For several years I had the privilege of chairing a remarkable ministry, Beloved, in Bristol which seeks to bring women out of the massage parlours ie to exit indoor prostitution. For obvious reasons it was never possible for me to experience a visit to one of the parlours so I was greatly challenged when a few of the women shared their experience at an ‘away day’ with the trustees. These women told us what it was like to be lined up for a man to choose one, as in a cattle market. And of the competition they had among themselves to get ‘business’ since that represented their only income.
There were many stories that brought us all, particularly the men in the room, to a stunned silence and tears. Some of the female trustees had been on visits to parlours so they were ‘fore-armed’, but they too were deeply impacted. This was so far out of our comfort zone that we could not handle our emotions.
With this in mind I was particularly interested to read this recently-published blog Church enough? on the Jubilee+ website. Abi Flavell, who is on the leadership team of a church in Hull, eloquently describes a day of listening to people with ‘lived experience’, those who have been deeply in need in some area of poverty or deprivation, or who have been caught up in an addiction. Others may have spent time in prison. She describes how she and others in the church have sought to reach out to and help such people, but found herself asking whether they had done enough. This is part of the ‘Voices’ initiative by Jubilee+, intentionally listening to those who ‘have been there’. A report with recommendations will be published in the next few weeks.
Impacting the church – a challenge
In one of the last chapters of Natalie Williams’ and Paul Brown’s excellent book ‘Invisible Divides’ the authors challenge church leaders about their pre-conceptions concerning the qualifications of leadership. They particularly emphasise the lack of leaders in most churches who have ‘lived experience’, as alluded to above, favouring those with theological degrees. During my ministry life I have worked alongside illiterate leaders in the global South, and am a firm believer that formal qualifications are not among the Biblical non-negotiables for leadership.

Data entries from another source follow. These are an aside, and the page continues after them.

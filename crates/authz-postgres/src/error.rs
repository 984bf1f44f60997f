//! Errors of database operations.
//!
//! See [`PgError`]. The raw Diesel and pool errors are re-exported for
//! callers that run their own transactions.

pub use deadpool::managed::TimeoutType;
pub use diesel::result::{ConnectionError as DieselConnectionError, Error as DieselError};
pub use diesel_async::pooled_connection::PoolError as DieselPoolError;
pub use diesel_async::pooled_connection::deadpool::PoolError as DeadpoolError;

use crate::TRACING_TARGET_CONNECTION;
use crate::types::ConstraintViolation;

/// Boxed error source.
pub type BoxError = Box<dyn std::error::Error + Send + Sync>;

/// Failure of a database operation.
#[derive(Debug, thiserror::Error)]
#[must_use = "database errors should be handled appropriately"]
pub enum PgError {
    /// The connection settings are invalid.
    #[error("invalid database configuration: {0}")]
    Config(String),

    /// No connection became available in time.
    #[error("timed out while {} a database connection", timeout_action(.0))]
    Timeout(TimeoutType),

    /// A connection could not be opened or was lost.
    #[error("database connection failed: {0}")]
    Connection(#[from] DieselConnectionError),

    /// Applying the embedded migrations failed.
    #[error("database migration failed: {0}")]
    Migration(BoxError),

    /// A statement failed, including constraint violations and missing rows.
    #[error("database query failed: {0}")]
    Query(#[from] DieselError),

    /// The pool itself is unusable.
    #[error("connection pool failure: {0}")]
    Pool(String),
}

fn timeout_action(timeout: &TimeoutType) -> &'static str {
    match timeout {
        TimeoutType::Wait => "waiting for",
        TimeoutType::Create => "opening",
        TimeoutType::Recycle => "recycling",
    }
}

impl PgError {
    /// Returns the name of the violated constraint, if any.
    pub fn constraint(&self) -> Option<&str> {
        match self {
            Self::Query(DieselError::DatabaseError(_, info)) => info.constraint_name(),
            _ => None,
        }
    }

    /// Returns the violated constraint as a typed value.
    pub fn constraint_violation(&self) -> Option<ConstraintViolation> {
        self.constraint().and_then(ConstraintViolation::new)
    }

    /// Returns whether the query matched no row.
    pub fn is_not_found(&self) -> bool {
        matches!(self, Self::Query(DieselError::NotFound))
    }

    /// Returns whether the database could not be reached.
    pub fn is_unavailable(&self) -> bool {
        matches!(self, Self::Timeout(_) | Self::Connection(_))
    }
}

impl From<DeadpoolError> for PgError {
    fn from(error: DeadpoolError) -> Self {
        match error {
            DeadpoolError::Timeout(timeout) => Self::Timeout(timeout),
            DeadpoolError::Backend(DieselPoolError::ConnectionError(e)) => Self::Connection(e),
            DeadpoolError::Backend(DieselPoolError::QueryError(e)) => Self::Query(e),
            DeadpoolError::Closed => Self::Pool("the pool is closed".to_owned()),
            DeadpoolError::NoRuntimeSpecified => Self::Pool("no async runtime".to_owned()),
            DeadpoolError::PostCreateHook(e) => {
                tracing::warn!(target: TRACING_TARGET_CONNECTION, error = %e, "post-create hook failed");
                Self::Pool(e.to_string())
            }
        }
    }
}

/// Specialized [`Result`] type for database operations.
pub type PgResult<T, E = PgError> = Result<T, E>;

#[cfg(test)]
mod tests {
    use super::*;

    #[test]
    fn missing_row_is_not_found() {
        let error = PgError::from(DieselError::NotFound);
        assert!(error.is_not_found());
        assert!(!error.is_unavailable());
        assert!(error.constraint().is_none());
    }

    #[test]
    fn pool_timeout_is_unavailable() {
        let error = PgError::Timeout(TimeoutType::Wait);
        assert!(error.is_unavailable());
        assert_eq!(
            error.to_string(),
            "timed out while waiting for a database connection"
        );
    }

    #[test]
    fn closed_pool_is_a_pool_failure() {
        let error = PgError::from(DeadpoolError::Closed);
        assert!(matches!(error, PgError::Pool(_)));
    }
}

Do we need to listen intentionally to those we are seeking to reach and identify some who could be developed as leaders who really do understand a sector of society most of us are ill-equipped to reach? I was always thrilled to hear of women who, through Beloved, had left prostitution having found Jesus and had become integrated into a local church. Surely it was for such as these that He came!
It can be done. Meet Trudy
It was my privilege to have one such woman on the board of trustees, Trudy Makepiece. She had lived in drug addiction, prostitution and poverty for many years but having met Jesus was well discipled and is now a minister in the Elim denomination. You can read her story in Abused, Addicted, Free. May we see many more Trudys come to faith and influence in the church. I think that would please God’s heart!
I challenge leaders of churches to think in depth about how effectively you are reaching such people, not just with love and compassion, important as that is, but to help them reach their full potential in God. Be pro-active in listening to those who know what they are talking about through personal, often bitter, experience.